Eat my Words – Moleküldichtung

body of water wave

Die Bausteine von Proteinen sind Aminosäuren.
Die Bausteine von Steaks sind Worte.

Es gibt 20+1 (Standard-)Aminosäuren plus ein paar, die in der Proteinsynthese nicht regelmäßig vorkommen. Das sind zwei oder drei weitere – je nach Lesart: Zusammen: das Alphabet der Proteine.

Die Aminosäuren werden klassisch in einem Drei-Buchstaben-Code bezeichnet (z. B. Alanin=Ala). Zur Abkürzung gibt es einen Ein-Zeichen-Code (z. B. Alanin=A).

Das Lateinische Alphabet hat 21 Buchstaben
Das Deutsche und das Englische Alphabet haben 26 Buchstaben

Aminosäuren können in ein Alphabet abgebildet werden – und umgekehrt kann ein Alphabet in Aminosäuren abgebildet werden.

Aminosäuren sind die Bausteine von Proteinen.

Proteine werden produziert durch Verkettung von Aminosäuren.

Die Reihenfolge in der Kette wird gesteuert von DNA.

DNA besteht aus Molekülen, die eine definierende Nukleinbase (Adenin, Thymin, Guanin und Cytosin; oft mit A, T, G und C abgekürzt) enthalten. GATTACA, anyone?

Massive und komplexe DNA Synthese (1) ist möglich.

Translation von DNA in Proteine im industriellen Maßstab ist möglich.

Proteinproduktion mit verschiedenen Zellen und Vektorsystemen ist möglich.

Die Voraussage der Tertiärstruktur von Proteinen durch neue Datenverarbeitung ist möglich.

Ich kann also irgendeinen Text in seinem Alphabet in natürlicher Sprache nehmen.

Ich kann eine Translationstabelle entwickeln.
Ich kann den Text in eine Sequenz von Aminosäuren übersetzen.
Ich kann die Aminosäuresequenz in eine DNA-Sequenz rückübersetzen.

Ich kann die DNA-Sequenz des Textes in einem biologischen Produktionssystem (z. B. E. Coli oder Hamsterovarialzellen, you name it you get it) large scale in Protein übersetzen (2).

Ich erhalte:

Einen Tofu-artigen Block von Milliarden-Kopien der Sonette Shakespears, oder der Leiden des jungen Werthers. Und könnte Geschmacksrichtungen vergleichen. Shakespeare wird schon wegen der anderen Zusammensetzung der Buchstabensuppe anders schmecken als Schiller, vielleicht sogar anders als Byron.

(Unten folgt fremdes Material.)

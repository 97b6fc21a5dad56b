use weave_definitions::TargetClassDefinition;

use crate::findings::ValidationLog;
use crate::report::ValidationReport;
use crate::rule::{NodeKind, Rule, RuleCheck, RuleSet};
use crate::rules;

/// Runs installed rule sets over a definition graph.
#[derive(Debug)]
pub struct Validator {
    rule_sets: Vec<RuleSet>,
}

impl Default for Validator {
    /// A validator with every built-in rule set installed.
    fn default() -> Self {
        Validator { rule_sets: rules::builtin() }
    }
}

impl Validator {
    pub fn new() -> Self {
        Self::default()
    }

    /// A validator with no rules at all.
    pub fn empty() -> Self {
        Validator { rule_sets: Vec::new() }
    }

    pub fn with_rule_set(mut self, rule_set: RuleSet) -> Self {
        self.install(rule_set);
        self
    }

    pub fn install(&mut self, rule_set: RuleSet) {
        log::debug!("installing rule set `{}` ({} rule(s))", rule_set.name(), rule_set.rules().len());
        self.rule_sets.push(rule_set);
    }

    pub fn rule_sets(&self) -> &[RuleSet] {
        &self.rule_sets
    }

    /// Walks the graph once, applying every applicable rule to every node.
    pub fn validate(&self, definition: &TargetClassDefinition) -> ValidationReport {
        let mut log = ValidationLog::new();

        let target = definition.target.to_string();
        self.visit(NodeKind::TargetClass, &target, &mut log, |rule, log| {
            if let RuleCheck::TargetClass(check) = rule.check() {
                check(definition, log);
            }
        });

        for mixin in definition.mixins_in_order() {
            let location = mixin.mixin_type.to_string();
            self.visit(NodeKind::Mixin, &location, &mut log, |rule, log| {
                if let RuleCheck::Mixin(check) = rule.check() {
                    check(definition, mixin, log);
                }
            });
        }

        for member in &definition.members {
            let location = definition.member_path(member.id);
            self.visit(NodeKind::Member, &location, &mut log, |rule, log| {
                if let RuleCheck::Member(check) = rule.check() {
                    check(definition, member, log);
                }
            });
        }

        for dependency in &definition.dependencies {
            let location = format!(
                "{} -> {}",
                definition.mixin(dependency.requirer).mixin_type,
                dependency.required_type
            );
            self.visit(NodeKind::Dependency, &location, &mut log, |rule, log| {
                if let RuleCheck::Dependency(check) = rule.check() {
                    check(definition, dependency, log);
                }
            });
        }

        for required in &definition.required_types {
            let location = required.required_type.to_string();
            self.visit(NodeKind::RequiredType, &location, &mut log, |rule, log| {
                if let RuleCheck::RequiredType(check) = rule.check() {
                    check(definition, required, log);
                }
            });
        }

        let (findings, rules_run) = log.into_findings();
        let report = ValidationReport { target: definition.target.clone(), findings, rules_run };
        log::debug!(
            "validated `{}`: {} rule invocation(s), {} finding(s)",
            report.target,
            report.rules_run,
            report.findings.len()
        );
        report
    }

    fn visit<F>(&self, kind: NodeKind, location: &str, log: &mut ValidationLog, mut apply: F)
    where
        F: FnMut(&Rule, &mut ValidationLog),
    {
        for rule_set in &self.rule_sets {
            for rule in rule_set.rules_for(kind) {
                log.enter(rule.name(), kind, location);
                apply(rule, log);
                log.leave();
            }
        }
    }
}
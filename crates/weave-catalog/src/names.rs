//! Stable, reflection-independent names for types and members.

use std::fmt;
use serde::{Deserialize, Serialize};

/// The fully qualified name of a type known to a [`TypeCatalog`](crate::TypeCatalog).
///
/// Type identity throughout the engine is by name, so two catalogs that
/// describe the same type produce interchangeable definitions.
#[derive(Debug, Clone, PartialEq, Eq, Hash, PartialOrd, Ord, Serialize, Deserialize)]
#[serde(transparent)]
pub struct TypeName(String);

impl TypeName {
    pub fn new(name: impl Into<String>) -> Self {
        TypeName(name.into())
    }

    pub fn as_str(&self) -> &str {
        &self.0
    }

    /// The last `.`-separated segment (`App.Orders.Order` -> `Order`).
    pub fn short_name(&self) -> &str {
        self.0.rsplit('.').next().unwrap_or(&self.0)
    }
}

impl fmt::Display for TypeName {
    fn fmt(&self, f: &mut fmt::Formatter<'_>) -> fmt::Result {
        f.write_str(&self.0)
    }
}

impl From<&str> for TypeName {
    fn from(name: &str) -> Self {
        TypeName(name.to_string())
    }
}

impl From<String> for TypeName {
    fn from(name: String) -> Self {
        TypeName(name)
    }
}

/// What sort of member a [`Signature`] describes.
#[derive(Debug, Clone, Copy, PartialEq, Eq, Hash, PartialOrd, Ord, Serialize, Deserialize, Default)]
#[serde(rename_all = "snake_case")]
pub enum MemberKind {
    #[default]
    Method,
    Property,
    Event,
}

/// The shape of a member, abstracted from any one reflection mechanism.
///
/// Two members *match* for override purposes when their name, kind and
/// parameter shapes are identical; see [`Signature::matches`].
#[derive(Debug, Clone, PartialEq, Eq, Hash, PartialOrd, Ord, Serialize, Deserialize)]
pub struct Signature {
    pub name: String,
    #[serde(default)]
    pub kind: MemberKind,
    #[serde(default)]
    pub parameters: Vec<TypeName>,
    #[serde(default, rename = "returns")]
    pub return_type: Option<TypeName>,
}

impl Signature {
    pub fn method(name: impl Into<String>) -> Self {
        Signature {
            name: name.into(),
            kind: MemberKind::Method,
            parameters: Vec::new(),
            return_type: None,
        }
    }

    pub fn property(name: impl Into<String>) -> Self {
        Signature { kind: MemberKind::Property, ..Signature::method(name) }
    }

    pub fn event(name: impl Into<String>) -> Self {
        Signature { kind: MemberKind::Event, ..Signature::method(name) }
    }

    pub fn with_parameters<I, T>(mut self, parameters: I) -> Self
    where
        I: IntoIterator<Item = T>,
        T: Into<TypeName>,
    {
        self.parameters = parameters.into_iter().map(Into::into).collect();
        self
    }

    pub fn returning(mut self, ty: impl Into<TypeName>) -> Self {
        self.return_type = Some(ty.into());
        self
    }

    /// Exact override match: name, member kind and parameter shapes.
    /// Return types are deliberately not part of the match.
    pub fn matches(&self, other: &Signature) -> bool {
        self.name == other.name && self.kind == other.kind && self.parameters == other.parameters
    }

    /// An identifier-safe rendering, unique per name + parameter list.
    /// Used to derive names of generated wrapper and interface methods.
    ///
    /// Every `_` in the output starts an escape: `__` is a literal
    /// underscore, `_d` a dot, `_p` a parameter separator and `_u<hex>_`
    /// any other character, so distinct signatures never collide.
    pub fn mangled(&self) -> String {
        let mut out = String::with_capacity(self.name.len());
        mangle_into(&mut out, &self.name);
        for parameter in &self.parameters {
            out.push_str("_p");
            mangle_into(&mut out, parameter.as_str());
        }
        out
    }
}

fn mangle_into(out: &mut String, text: &str) {
    for c in text.chars() {
        match c {
            '_' => out.push_str("__"),
            '.' => out.push_str("_d"),
            c if c.is_ascii_alphanumeric() => out.push(c),
            c => out.push_str(&format!("_u{:x}_", c as u32)),
        }
    }
}

impl fmt::Display for Signature {
    fn fmt(&self, f: &mut fmt::Formatter<'_>) -> fmt::Result {
        let params = self.parameters.iter().map(TypeName::as_str).collect::<Vec<_>>().join(", ");
        match self.kind {
            MemberKind::Method => write!(f, "{}({})", self.name, params),
            MemberKind::Property | MemberKind::Event if params.is_empty() => f.write_str(&self.name),
            MemberKind::Property | MemberKind::Event => write!(f, "{}[{}]", self.name, params),
        }
    }
}

/// A member named by its declaring type and signature.
///
/// This is the persistent form of a member reference: it survives
/// process restarts and is what identifiers and exported metadata store.
#[derive(Debug, Clone, PartialEq, Eq, Hash, PartialOrd, Ord, Serialize, Deserialize)]
pub struct MemberRef {
    pub declaring_type: TypeName,
    pub signature: Signature,
}

impl MemberRef {
    pub fn new(declaring_type: impl Into<TypeName>, signature: Signature) -> Self {
        MemberRef { declaring_type: declaring_type.into(), signature }
    }
}

impl fmt::Display for MemberRef {
    fn fmt(&self, f: &mut fmt::Formatter<'_>) -> fmt::Result {
        write!(f, "{}.{}", self.declaring_type, self.signature)
    }
}

/// Accessibility of a member or constructor.
#[derive(Debug, Clone, Copy, PartialEq, Eq, Hash, PartialOrd, Ord, Serialize, Deserialize, Default)]
#[serde(rename_all = "snake_case")]
pub enum Visibility {
    Private,
    Internal,
    Protected,
    ProtectedInternal,
    #[default]
    Public,
}

impl Visibility {
    /// Whether a generated subclass can see (and therefore wrap or call) the member.
    pub fn is_subclass_accessible(self) -> bool {
        matches!(self, Visibility::Protected | Visibility::ProtectedInternal | Visibility::Public)
    }

    pub fn is_public(self) -> bool {
        self == Visibility::Public
    }
}

impl fmt::Display for Visibility {
    fn fmt(&self, f: &mut fmt::Formatter<'_>) -> fmt::Result {
        let s = match self {
            Visibility::Private => "private",
            Visibility::Internal => "internal",
            Visibility::Protected => "protected",
            Visibility::ProtectedInternal => "protected internal",
            Visibility::Public => "public",
        };
        f.write_str(s)
    }
}

#[cfg(test)]
mod tests {
    use super::*;

    #[test]
    fn signatures_match_ignoring_return_type() {
        let a = Signature::method("Save").with_parameters(["System.Int32"]).returning("System.Boolean");
        let b = Signature::method("Save").with_parameters(["System.Int32"]);
        assert!(a.matches(&b));
        assert_ne!(a, b);

        let property = Signature::property("Save");
        assert!(!property.matches(&b.clone().with_parameters(Vec::<TypeName>::new())));
    }

    #[test]
    fn display_and_mangling() {
        let sig = Signature::method("Load").with_parameters(["System.Int32", "App.Key"]);
        assert_eq!(sig.to_string(), "Load(System.Int32, App.Key)");
        assert_eq!(sig.mangled(), "Load_pSystem_dInt32_pApp_dKey");
        assert_eq!(Signature::method("Save").mangled(), "Save");
        assert_eq!(Signature::property("Name").to_string(), "Name");
        assert_eq!(MemberRef::new("App.Order", Signature::method("Save")).to_string(), "App.Order.Save()");
        assert_eq!(TypeName::new("App.Orders.Order").short_name(), "Order");
    }

    #[test]
    fn mangling_keeps_overloads_apart() {
        let single = Signature::method("Load").with_parameters(["App.Key"]);
        let split = Signature::method("Load").with_parameters(["App", "Key"]);
        let underscored = Signature::method("Load").with_parameters(["App_Key"]);
        let generic = Signature::method("Load").with_parameters(["List<App.Key>"]);
        assert_eq!(single.mangled(), "Load_pApp_dKey");
        assert_eq!(split.mangled(), "Load_pApp_pKey");
        assert_eq!(underscored.mangled(), "Load_pApp__Key");
        assert_eq!(generic.mangled(), "Load_pList_u3c_App_dKey_u3e_");
        assert_eq!(Signature::method("Load_pApp").mangled(), "Load__pApp");
    }

    #[test]
    fn visibility_accessibility() {
        assert!(!Visibility::Private.is_subclass_accessible());
        assert!(!Visibility::Internal.is_subclass_accessible());
        assert!(Visibility::Protected.is_subclass_accessible());
        assert!(Visibility::Public.is_public());
    }
}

Beyond Meat: Heute nehme ich mal den Shakespeare, raw. Meine Frau hätte gerne Ihren exzellenten Weimar-Salat mit Schiller-Locken

Ich erhalte ferner (Bonus):

Bilder. Neue Software für die Voraussagen von Faltungen von Proteinen (Tertiärstruktur) macht das Zeichnen einfacher.

Es gibt viele lyrische Texte über Proteine und Biochemie. Ich habe den hier vorgestellten Ansatz sonst so noch nicht gefunden. Die Idee ist aber eigentlich naheliegend. Deshalb scheint es mir unwahrscheinlich: Aber er scheint neu zu sein. Wenn jemand auf die Idee früher kam: Congratulations! Live And Prosper. Ich bitte herzlich um einen Hinweis, damit ich diesen Beitrag ergänzen kann.

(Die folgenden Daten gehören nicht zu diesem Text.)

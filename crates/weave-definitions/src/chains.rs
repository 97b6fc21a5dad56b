use std::cmp::Reverse;

use crate::builder::record;
use crate::graph::{MemberId, Participant, TargetClassDefinition};
use crate::problem::ResolutionProblem;

/// Orders the mixin overriders of every target member into its next-call
/// chain and points each overrider's `base` at the next link.
///
/// A mixin applied later wraps the ones applied before it, so the chain
/// runs from the last applied overrider inward and ends at the target
/// member. Overriders whose mixins sit in the same ordering cycle cannot be
/// ranked; the chain is still linked in fallback order and the target
/// member gets a [`ResolutionProblem::ChainCycle`].
pub(crate) fn link_next_call_chains(definition: &mut TargetClassDefinition) {
    for target_member in definition.target_members.clone() {
        let mut overriders: Vec<MemberId> = definition
            .member(target_member)
            .overridden_by
            .iter()
            .copied()
            .filter(|id| matches!(definition.member(*id).owner, Participant::Mixin(_)))
            .collect();
        if overriders.is_empty() {
            continue;
        }
        overriders.sort_by_key(|id| Reverse(position(definition, *id)));

        let mut problems = Vec::new();
        for cycle in &definition.ordering_cycles {
            let contested: Vec<String> = overriders
                .iter()
                .filter(|id| match definition.member(**id).owner {
                    Participant::Mixin(mixin) => cycle.contains(&mixin),
                    Participant::Target => false,
                })
                .map(|id| definition.member_path(*id))
                .collect();
            if contested.len() > 1 {
                problems.push(ResolutionProblem::ChainCycle {
                    member: definition.member_path(target_member),
                    overriders: contested,
                });
            }
        }
        for problem in problems {
            record(&mut definition.members[target_member.index()].problems, problem);
        }

        for (link, overrider) in overriders.iter().enumerate() {
            let base = overriders.get(link + 1).copied().unwrap_or(target_member);
            definition.members[overrider.index()].base = Some(base);
        }
        log::trace!(
            "next-call chain of `{}`: {}",
            definition.member_path(target_member),
            overriders.iter().map(|id| definition.member_path(*id)).collect::<Vec<_>>().join(" -> ")
        );
        definition.members[target_member.index()].next_call_chain = overriders;
    }
}

fn position(definition: &TargetClassDefinition, member: MemberId) -> usize {
    match definition.member(member).owner {
        Participant::Mixin(mixin) => definition.mixin(mixin).position,
        Participant::Target => usize::MAX,
    }
}
use miette::Diagnostic;
use thiserror::Error;
use weave_catalog::TypeName;

/// Malformed or contradictory class/mixin configuration.
///
/// Raised eagerly by context building and merging; a failure affects only
/// the context being built.
#[derive(Debug, Error, Diagnostic, Clone, PartialEq, Eq)]
pub enum ConfigurationError {
    #[error("Cannot remove mixin `{mixin}` from `{target}`: it is not inherited from the base context")]
    #[diagnostic(
        code(weave_context::removal_of_absent_mixin),
        help("Only mixins configured on a base type can be removed by a derived type")
    )]
    RemovalOfAbsentMixin { target: TypeName, mixin: TypeName },

    #[error("`{target}` cannot expose composed interface `{interface}`: {reason}")]
    #[diagnostic(code(weave_context::composed_interface))]
    ComposedInterfaceNotImplementable {
        target: TypeName,
        interface: TypeName,
        reason: String,
    },

    #[error("Unknown {role} type `{name}`")]
    #[diagnostic(
        code(weave_context::unknown_type),
        help("The type must be described in the type catalog")
    )]
    UnknownType { name: TypeName, role: &'static str },

    #[error("`{derived}` does not derive from `{base}`; its context cannot be merged onto the base context")]
    #[diagnostic(code(weave_context::not_derived))]
    NotDerived { base: TypeName, derived: TypeName },

    #[error("Duplicate configuration for class `{target}`")]
    #[diagnostic(code(weave_context::duplicate_class))]
    DuplicateClass { target: TypeName },

    #[error("Invalid mixin configuration: {0}")]
    #[diagnostic(code(weave_context::parse_error))]
    Parse(String),
}

impl From<toml::de::Error> for ConfigurationError {
    fn from(err: toml::de::Error) -> Self {
        ConfigurationError::Parse(err.to_string())
    }
}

Christian Bök hat mit Texten und DNA in E.coli gearbeitet (Xenotext: Book 1).

Literaturanregungen, beispielsweise:


(1) DNA Synthese

J. William Efcavitch, PhD, Molecular Assemblies and Stefan Lutz, PhD, Codexis, Inc. DNA-Synthesis: approaches, Advances and Applications

S, Kosuri, G. M. Church: Large-scale de novo DNA synthesis: technologies and applications. Nature Methods 2014. 11; 499-507

(2) Protein-Synthese

G. Bhattacharyya et. al. Large scale production of synthetic spider silk proteins in Escherichia coli. Protein Expr Purif. 2021 Jul;183:105839. doi: 10.1016/j.pep.2021.105839. Epub 2021 Mar 18. PMID: 33746079.